(Data items)
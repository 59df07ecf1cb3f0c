use closure_core::config::Settings;
use closure_core::jira::JiraClient;
use closure_core::mailer::Mailer;
use closure_core::Result;
use std::sync::Arc;

/// Shared application state passed to all route handlers.
///
/// Holds only what was read at startup; nothing mutable lives here.
#[derive(Clone)]
pub struct AppState {
    pub settings: Arc<Settings>,
    jira: Option<JiraClient>,
}

impl AppState {
    pub fn new(settings: Settings) -> Self {
        let jira = settings.jira().ok().map(JiraClient::new);
        Self {
            settings: Arc::new(settings),
            jira,
        }
    }

    /// Tracker client, or the configuration error naming what is missing.
    pub fn jira(&self) -> Result<&JiraClient> {
        match &self.jira {
            Some(client) => Ok(client),
            None => Err(self
                .settings
                .jira()
                .err()
                .unwrap_or_else(|| closure_core::ClosureError::Configuration {
                    section: "Jira",
                    missing: Vec::new(),
                })),
        }
    }

    /// A fresh SMTP mailer for this request.
    pub fn mailer(&self) -> Result<Mailer> {
        Mailer::smtp(self.settings.smtp()?)
    }
}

(Prompt) An identical copy of the preceding records should be returned.

(Exercise result)
repository 59df07ecf1cb3f0c
use closure_core::config::Settings;
use closure_core::jira::JiraClient;
use closure_core::mailer::Mailer;
use closure_core::Result;
use std::sync::Arc;

/// Shared application state passed to all route handlers.
///
/// Holds only what was read at startup; nothing mutable lives here.
#[derive(Clone)]
pub struct AppState {
    pub settings: Arc<Settings>,
    jira: Option<JiraClient>,
}

impl AppState {
    pub fn new(settings: Settings) -> Self {
        let jira = settings.jira().ok().map(JiraClient::new);
        Self {
            settings: Arc::new(settings),
            jira,
        }
    }

    /// Tracker client, or the configuration error naming what is missing.
    pub fn jira(&self) -> Result<&JiraClient> {
        match &self.jira {
            Some(client) => Ok(client),
            None => Err(self
                .settings
                .jira()
                .err()
                .unwrap_or_else(|| closure_core::ClosureError::Configuration {
                    section: "Jira",
                    missing: Vec::new(),
                })),
        }
    }

    /// A fresh SMTP mailer for this request.
    pub fn mailer(&self) -> Result<Mailer> {
        Mailer::smtp(self.settings.smtp()?)
    }
}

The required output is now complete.